WHAT YOU ARE ASKED TO DO:
Show each line from the records below in which the word "Estimated" occurs.

LISTED ENTRIES:

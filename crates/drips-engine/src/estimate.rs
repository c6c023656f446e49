//! Windowed Estimator
//!
//! Computes how much each stream of an asset config delivered inside a time window and
//! what it is delivering right now. All amounts stay in the `amtPerSec` fixed-point unit;
//! millisecond durations are converted with a single truncating division by 1000.

use std::collections::BTreeMap;

use chrono::{DateTime, Utc};
use drips_core::{AccountId, AccountRef, DripsError, Result, StreamId, TokenAddress};
use num_bigint::BigUint;
use num_traits::Zero;
use serde::{Deserialize, Serialize};
use tracing::{debug, info, warn};

use crate::cycle::{CycleClock, CycleInfo};
use crate::types::{
    amount, millis, AssetConfigHistory, AssetConfigHistoryItem, HistoricalStream,
    SqueezeExclusion, StreamConfig, Window,
};

#[derive(Debug, Clone, PartialEq, Eq, Serialize, Deserialize)]
#[serde(rename_all = "camelCase")]
pub struct StreamEstimate {
    pub stream_id: StreamId,
    pub receiver: AccountRef,
    #[serde(with = "amount")]
    pub total_streamed: BigUint,
    #[serde(with = "amount")]
    pub current_amount_per_second: BigUint,
}

#[derive(Debug, Clone, PartialEq, Eq, Serialize, Deserialize)]
#[serde(rename_all = "camelCase")]
pub struct EstimateTotals {
    #[serde(with = "amount")]
    pub total_streamed: BigUint,
    #[serde(with = "amount")]
    pub total_amount_per_second: BigUint,
    #[serde(with = "amount")]
    pub remaining_balance: BigUint,
}

#[derive(Debug, Clone, PartialEq, Eq, Serialize, Deserialize)]
#[serde(rename_all = "camelCase")]
pub struct AssetConfigEstimate {
    pub token_address: TokenAddress,
    pub streams: Vec<StreamEstimate>,
    pub totals: EstimateTotals,
}

/// All-time and current-cycle estimates of one token
#[derive(Debug, Clone, PartialEq, Eq, Serialize, Deserialize)]
#[serde(rename_all = "camelCase")]
pub struct AssetConfigEstimates {
    pub token_address: TokenAddress,
    pub total: AssetConfigEstimate,
    pub current_cycle: AssetConfigEstimate,
}

#[derive(Debug, Clone, PartialEq, Eq, Serialize, Deserialize)]
#[serde(rename_all = "camelCase")]
pub struct AccountEstimate {
    pub sender: AccountId,
    pub cycle: CycleInfo,
    pub asset_configs: Vec<AssetConfigEstimates>,
}

/// Millisecond bounds during which a stream accrued inside one history item
#[derive(Debug, Clone, Copy, PartialEq, Eq)]
pub(crate) struct StreamingInterval {
    pub from: i64,
    pub until: i64,
}

impl StreamingInterval {
    fn valid_millis(&self) -> u64 {
        u64::try_from(self.until - self.from).unwrap_or(0)
    }
}

struct ItemStreamEstimate<'a> {
    stream: &'a HistoricalStream,
    streamed: BigUint,
    current_amount_per_second: BigUint,
}

/// Estimate one asset config over `window`.
///
/// `now` bounds the last history item; it is never read from the system clock, so the
/// result is deterministic for identical inputs.
pub fn estimate_asset_config(
    history: &AssetConfigHistory,
    window: &Window,
    now: DateTime<Utc>,
    squeezes: &[SqueezeExclusion],
) -> Result<AssetConfigEstimate> {
    let items = &history.items;
    let now_ms = millis(&now);
    let relevant: Vec<usize> = (0..items.len())
        .filter(|index| is_relevant(items, *index, window))
        .collect();

    let mut per_stream: BTreeMap<StreamId, StreamEstimate> = BTreeMap::new();
    let mut streamed_in_last_item = BigUint::zero();

    for (position, &index) in relevant.iter().enumerate() {
        let is_last = position + 1 == relevant.len();
        let mut streamed_in_item = BigUint::zero();

        for estimate in estimate_item(history, index, window, now_ms, squeezes) {
            streamed_in_item += &estimate.streamed;

            let entry = per_stream
                .entry(estimate.stream.stream_id.clone())
                .or_insert_with(|| StreamEstimate {
                    stream_id: estimate.stream.stream_id.clone(),
                    receiver: estimate.stream.receiver.clone(),
                    total_streamed: BigUint::zero(),
                    current_amount_per_second: BigUint::zero(),
                });
            entry.total_streamed += estimate.streamed;
            entry.receiver = estimate.stream.receiver.clone();
            // Only the latest relevant item describes the rate at the window's end.
            entry.current_amount_per_second = if is_last {
                estimate.current_amount_per_second
            } else {
                BigUint::zero()
            };
        }

        if is_last {
            streamed_in_last_item = streamed_in_item;
        }
    }

    let remaining_balance = match relevant.last() {
        None => BigUint::zero(),
        Some(&index) => {
            let item = &items[index];
            let balance = &item.balance.amount;
            if streamed_in_last_item > *balance {
                warn!(
                    sender = %history.sender,
                    token = %history.token_address,
                    history_hash = %item.history_hash,
                    balance = %balance,
                    streamed = %streamed_in_last_item,
                    "Streamed more than the balance held"
                );
                return Err(DripsError::Integrity(format!(
                    "history item {} streamed {} from a balance of {}",
                    item.history_hash, streamed_in_last_item, balance
                )));
            }
            balance - &streamed_in_last_item
        }
    };

    let streams: Vec<StreamEstimate> = per_stream.into_values().collect();
    let totals = EstimateTotals {
        total_streamed: streams.iter().map(|s| &s.total_streamed).sum(),
        total_amount_per_second: streams.iter().map(|s| &s.current_amount_per_second).sum(),
        remaining_balance,
    };

    debug!(
        sender = %history.sender,
        token = %history.token_address,
        relevant_items = relevant.len(),
        streams = streams.len(),
        total_streamed = %totals.total_streamed,
        "Estimated asset config"
    );

    Ok(AssetConfigEstimate {
        token_address: history.token_address.clone(),
        streams,
        totals,
    })
}

/// Estimate every asset config of an account for all time and for the current cycle.
pub fn estimate_account(
    sender: &AccountId,
    histories: &[AssetConfigHistory],
    now: DateTime<Utc>,
    clock: &CycleClock,
    squeezes: &[SqueezeExclusion],
) -> Result<AccountEstimate> {
    let cycle = clock.cycle_at(now)?;
    let cycle_window = clock.current_window(now)?;
    let all_time = Window::all_time();

    let asset_configs = histories
        .iter()
        .map(|history| {
            if &history.sender != sender {
                return Err(DripsError::Validation(format!(
                    "history of {} passed to the estimate of {}",
                    history.sender, sender
                )));
            }
            Ok(AssetConfigEstimates {
                token_address: history.token_address.clone(),
                total: estimate_asset_config(history, &all_time, now, squeezes)?,
                current_cycle: estimate_asset_config(history, &cycle_window, now, squeezes)?,
            })
        })
        .collect::<Result<Vec<_>>>()?;

    info!(
        sender = %sender,
        asset_configs = asset_configs.len(),
        cycle_start = %cycle.current_cycle_start_timestamp,
        "Estimated account"
    );

    Ok(AccountEstimate {
        sender: sender.clone(),
        cycle,
        asset_configs,
    })
}

/// A history item matters to a window when it was active at any point inside it.
fn is_relevant(items: &[AssetConfigHistoryItem], index: usize, window: &Window) -> bool {
    let timestamp = millis(&items[index].timestamp);
    let from = window.from_millis();
    let before_end = window.to_millis().map_or(true, |to| timestamp < to);
    let inside = timestamp >= from && before_end;

    match items.get(index + 1) {
        None => inside || timestamp < from,
        Some(next) => inside || (millis(&next.timestamp) >= from && before_end),
    }
}

fn estimate_item<'a>(
    history: &'a AssetConfigHistory,
    index: usize,
    window: &Window,
    now_ms: i64,
    squeezes: &[SqueezeExclusion],
) -> Vec<ItemStreamEstimate<'a>> {
    let item = &history.items[index];
    let next_or_now = history
        .items
        .get(index + 1)
        .map_or(now_ms, |next| millis(&next.timestamp));
    // First matching squeeze wins, even if a later one claimed further.
    let squeezed_at = squeezes
        .iter()
        .find(|squeeze| squeeze.covers(&history.sender, &item.history_hash))
        .map(|squeeze| millis(&squeeze.claimed_through));

    item.streams
        .iter()
        .map(|stream| match &stream.config {
            None => ItemStreamEstimate {
                stream,
                streamed: BigUint::zero(),
                current_amount_per_second: BigUint::zero(),
            },
            Some(config) => {
                let interval = streaming_interval(item, config, window, next_or_now, squeezed_at);
                let streamed =
                    BigUint::from(interval.valid_millis()) * &config.amount_per_second / 1000u32;
                let still_streaming =
                    interval.until >= next_or_now && interval.from < next_or_now;
                ItemStreamEstimate {
                    stream,
                    streamed,
                    current_amount_per_second: if still_streaming {
                        config.amount_per_second.clone()
                    } else {
                        BigUint::zero()
                    },
                }
            }
        })
        .collect()
}

pub(crate) fn streaming_interval(
    item: &AssetConfigHistoryItem,
    config: &StreamConfig,
    window: &Window,
    next_or_now: i64,
    squeezed_at: Option<i64>,
) -> StreamingInterval {
    let item_ts = millis(&item.timestamp);
    let start = config.start.as_ref().map_or(item_ts, millis);

    let from = [Some(item_ts), Some(start), Some(window.from_millis()), squeezed_at]
        .into_iter()
        .flatten()
        .max()
        .unwrap_or(item_ts);

    let scheduled_end = config
        .duration_seconds
        .map(|duration| start + i64::from(duration) * 1000);
    let until = [
        item.runs_out_of_funds.as_ref().map(millis),
        scheduled_end,
        Some(next_or_now),
        window.to_millis(),
    ]
    .into_iter()
    .flatten()
    .min()
    .unwrap_or(next_or_now);

    StreamingInterval { from, until }
}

EXPECTED OUTPUT:
        "Estimated asset config"
        "Estimated account"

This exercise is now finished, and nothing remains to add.